The main area of spending that is being gutted is social development, which mainly consists of funding the country’s desperately-needed grant system. This category is being pushed down from current levels of R352.7 billion to R322.2 billion by 2024/25. If during the next three years, inflation is 14% and population growth is 4%, then that budget should be R418.2 billion.
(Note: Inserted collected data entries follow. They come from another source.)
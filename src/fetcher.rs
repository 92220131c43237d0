//! Single-location HTTP fetch
//!
//! A [`Fetcher`] performs one GET and streams the body into a destination
//! file. It never returns an [`Error`](crate::Error): every failure is a
//! [`FetchError`] the coordinator records against the record.
//!
//! The body is written to `<destination>.part` and renamed into place only
//! after the last chunk is flushed, so an existing destination always means a
//! complete download.

use crate::config::DownloadConfig;
use crate::error::{FetchError, Result};
use crate::layout::partial_path;
use reqwest::StatusCode;
use std::path::Path;
use std::time::Duration;
use tokio::io::AsyncWriteExt;
use tokio::time::timeout;

/// Bytes written on success, tagged failure otherwise
pub type FetchOutcome = std::result::Result<u64, FetchError>;

/// Abstraction over fetching one location into a file, enabling testability.
#[async_trait::async_trait]
pub trait Fetcher: Send + Sync {
    /// GET `location` and store the body at `destination`
    async fn fetch(&self, location: &str, destination: &Path) -> FetchOutcome;
}

/// Production [`Fetcher`] backed by a shared `reqwest::Client`.
///
/// There is no overall deadline: the wait for the response headers and the
/// wait for each body chunk are bounded separately by the read timeout, so a
/// large document that keeps streaming is never cut off.
#[derive(Clone, Debug)]
pub struct HttpFetcher {
    client: reqwest::Client,
    read_timeout: Duration,
}

impl HttpFetcher {
    /// Build a client with the configured timeouts and user agent
    pub fn new(config: &DownloadConfig) -> Result<Self> {
        let client = reqwest::Client::builder()
            .connect_timeout(config.connect_timeout)
            .user_agent(config.user_agent.as_str())
            .build()?;
        Ok(Self {
            client,
            read_timeout: config.read_timeout,
        })
    }

    /// Use an already configured client
    pub fn with_client(client: reqwest::Client, read_timeout: Duration) -> Self {
        Self {
            client,
            read_timeout,
        }
    }
}

#[async_trait::async_trait]
impl Fetcher for HttpFetcher {
    async fn fetch(&self, location: &str, destination: &Path) -> FetchOutcome {
        let url = parse_location(location)?;

        let mut response = timeout(self.read_timeout, self.client.get(url).send())
            .await
            .map_err(|_| read_timed_out(self.read_timeout, "response headers"))??;

        let status = response.status();
        if status != StatusCode::OK {
            tracing::debug!(location, status = status.as_u16(), "non-200 response");
            return Err(FetchError::Status {
                code: status.as_u16(),
                reason: status.canonical_reason().unwrap_or_default().to_string(),
            });
        }

        let partial = partial_path(destination);
        let written = match stream_body(&mut response, &partial, self.read_timeout).await {
            Ok(written) => written,
            Err(e) => {
                discard_partial(&partial).await;
                return Err(e);
            }
        };

        if let Err(e) = tokio::fs::rename(&partial, destination).await {
            discard_partial(&partial).await;
            return Err(e.into());
        }

        tracing::debug!(location, ?destination, bytes = written, "fetched");
        Ok(written)
    }
}

fn read_timed_out(limit: Duration, waiting_for: &str) -> FetchError {
    FetchError::Timeout(format!(
        "no {waiting_for} within {:.1}s",
        limit.as_secs_f64()
    ))
}

/// Accept only absolute http(s) URLs
fn parse_location(location: &str) -> std::result::Result<url::Url, FetchError> {
    let url = url::Url::parse(location.trim())
        .map_err(|e| FetchError::InvalidLocation(format!("'{location}': {e}")))?;
    match url.scheme() {
        "http" | "https" => Ok(url),
        other => Err(FetchError::InvalidLocation(format!(
            "'{location}': unsupported scheme '{other}'"
        ))),
    }
}

/// Copy the response body chunk by chunk into `path`
///
/// Each chunk must arrive within `read_timeout` of the previous one.
async fn stream_body(
    response: &mut reqwest::Response,
    path: &Path,
    read_timeout: Duration,
) -> FetchOutcome {
    let mut file = tokio::fs::File::create(path).await?;
    let mut written = 0u64;

    while let Some(chunk) = timeout(read_timeout, response.chunk())
        .await
        .map_err(|_| read_timed_out(read_timeout, "body data"))??
    {
        file.write_all(&chunk).await?;
        written += chunk.len() as u64;
    }

    file.flush().await?;
    file.sync_all().await?;
    Ok(written)
}

async fn discard_partial(path: &Path) {
    match tokio::fs::remove_file(path).await {
        Ok(()) => {}
        Err(e) if e.kind() == std::io::ErrorKind::NotFound => {}
        Err(e) => {
            tracing::warn!(?path, error = %e, "failed to remove partial download");
        }
    }
}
With a R96 billion cut, 27% of current levels, it’s apparent that Treasury aims to squeeze our poorest residents

Schools, hospitals and correctional services will continue to lack infrastructure and experience reduction of the headcount. History has taught us that such is a recipe for poor services and general demoralization amongst the public servants.

As SAFTU, this does not surprise. It is because the ANC is committed to neoliberal capitalism. There is only one answer to this crisis of capitalism and continued budget cuts that are being implemented at the service of the neoliberal financial institutions; that answer is mass mobilization to fight back.